Всеволод часто размышлял над тем, какой бы была его жизнь, не случись с ним авария. Не пойди он на днюху к шл*хе Завьяловой, не встреть Муру, не потащи ее за собой, не случись тот отсос, который он наутро толком вспомнить не мог… Не попади он на дерьмовый реп-баттл, не закинь ему Саша Рудый тот отстойный дисс, не апни его он сам, не перережь Маша вены, не будь он под наркотой, не помчи к ней на такой скорости… Так много «не» и «если», что порой они сводили Севу с ума.

Так уж сложилось, что не только история не терпела сослагательного наклонения. Его не терпела сама жизнь. В гораздо более скромных масштабах. В ней все могло необратимо измениться в один момент. Встать с ног на голову. Но разве мы думаем об этом, когда все хорошо? Когда мы молоды, здоровы, и все складывается лучшим образом? Разве мы хотя бы допускаем мысль, что одно неосторожное действие может привести к краху, и ничего нельзя будет изменить? Никогда. Напротив. Подхваченные ликующей толпой, мы кутим на жизненном пиру так, словно платить за все излишества придется кому-то другому. И всегда удивляемся, когда счет приходит точно по адресу.

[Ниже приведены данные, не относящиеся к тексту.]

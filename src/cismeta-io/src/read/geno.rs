//! IMPUTE-style genotype matrix loader.
//!
//! Header: `chr name coord a1 a2` followed by three probability columns per
//! sample (`<id>_a1a1 <id>_a1a2 <id>_a2a2`). Body rows carry the same five
//! leading columns then 3·N probabilities. Dosage = 0·AA + 1·AB + 2·BB; an
//! all-zero triple flags a missing genotype.

use std::path::Path;

use anyhow::Result;
use cohort::Snp;
use located_error::LocatedError;
use log::info;

use super::{data_lines, parse_f64, ReadError};

const LEADING_COLS: usize = 5;

/// Load the genotype matrix: sample names (header order) and the SNP rows.
pub fn load(path: &Path) -> Result<(Vec<String>, Vec<Snp>)> {
    let loc_msg = || format!("While parsing the genotype matrix '{}'", path.display());
    let mut lines = data_lines(path)?.into_iter();

    let (_, header) = lines.next()
        .ok_or_else(|| ReadError::EmptyFile{path: path.to_path_buf()})
        .with_loc(loc_msg)?;
    let samples = parse_header(&header, path).with_loc(loc_msg)?;
    let expected = LEADING_COLS + 3 * samples.len();

    let mut snps = Vec::new();
    for (line_no, line) in lines {
        let fields: Vec<&str> = line.split_whitespace().collect();
        if fields.len() != expected {
            return Err(ReadError::ColumnCount{
                path: path.to_path_buf(), line: line_no,
                expected: expected.to_string(), found: fields.len(),
            }).with_loc(loc_msg)
        }

        let chr = fields[0].to_string();
        let name = fields[1].to_string();
        let coord: u32 = fields[2].parse()
            .map_err(|_| ReadError::ParseNumber{
                path: path.to_path_buf(), line: line_no, field: fields[2].to_string()
            })
            .with_loc(loc_msg)?;

        let mut genos = Vec::with_capacity(samples.len());
        let mut is_na = Vec::with_capacity(samples.len());
        for j in 0..samples.len() {
            let base = LEADING_COLS + 3 * j;
            let p_aa = parse_f64(fields[base], path, line_no).with_loc(loc_msg)?;
            let p_ab = parse_f64(fields[base + 1], path, line_no).with_loc(loc_msg)?;
            let p_bb = parse_f64(fields[base + 2], path, line_no).with_loc(loc_msg)?;
            if p_aa == 0.0 && p_ab == 0.0 && p_bb == 0.0 {
                genos.push(f64::NAN);
                is_na.push(true);
            } else {
                genos.push(p_ab + 2.0 * p_bb);
                is_na.push(false);
            }
        }
        snps.push(Snp::new(name, chr, coord, genos, is_na));
    }

    info!("Loaded {} SNP(s) over {} genotyped sample(s) from '{}'", snps.len(), samples.len(), path.display());
    Ok((samples, snps))
}

/// Extract sample ids from the header: one per probability-column triple,
/// stripping the `_aNaM` suffix.
fn parse_header(header: &str, path: &Path) -> Result<Vec<String>, ReadError> {
    let fields: Vec<&str> = header.split_whitespace().collect();
    if fields.len() < LEADING_COLS + 3 || (fields.len() - LEADING_COLS) % 3 != 0 {
        return Err(ReadError::MalformedHeader{
            path: path.to_path_buf(),
            reason: format!("expected 5 leading columns then 3 columns per sample, found {} column(s)", fields.len()),
        })
    }
    let samples = fields[LEADING_COLS..].chunks(3)
        .map(|triple| strip_allele_suffix(triple[0]).to_string())
        .collect();
    Ok(samples)
}

fn strip_allele_suffix(column: &str) -> &str {
    match column.rfind('_') {
        Some(pos) => &column[..pos],
        None      => column,
    }
}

— Прекрасно! Да я, бл*дь, философ… — шепнул Сева, отбрасывая от себя блокнот, в который пытался записать крутящийся в голове текст. Включил моторчик коляски и подъехал к окну. Дерьмо! С такого положения он мало что мог увидеть. Только верхушки деревьев с выгоревшими на солнце тускло-зелеными листьями. Такими же тусклыми, как его ср*ная жизнь.

Может быть, стало бы легче, если бы он смирился. Расплатился — и х*й с ним. Но в нем зудело совершенно детское чувство несправедливости. Как будто все другие заплатили за свой обед, но только в его счет включили еще и сумму за обслуживание. И он вышел побольше, чем у других. Довольно ощутимо побольше.

Тот же Саня Рудый… Или Завьялова, или водитель второй машины, который, мать его, тоже нарушил, вылетев на желтый?! Ничего такого с ними не случилось! Саня где-то учится, Завьялова звезд с неба не хватает, работает в парикмахерской на Королёва, дядька из синей Шкоды — нянчится с внуком, на день рождения к которому спешил, когда они встретились на дороге. И только по нему жизнь ударила, что есть силы. Даже не на колени поставила. Ноги выдрала к х*рам. Ползай, мол, лузер. Мордой в пол.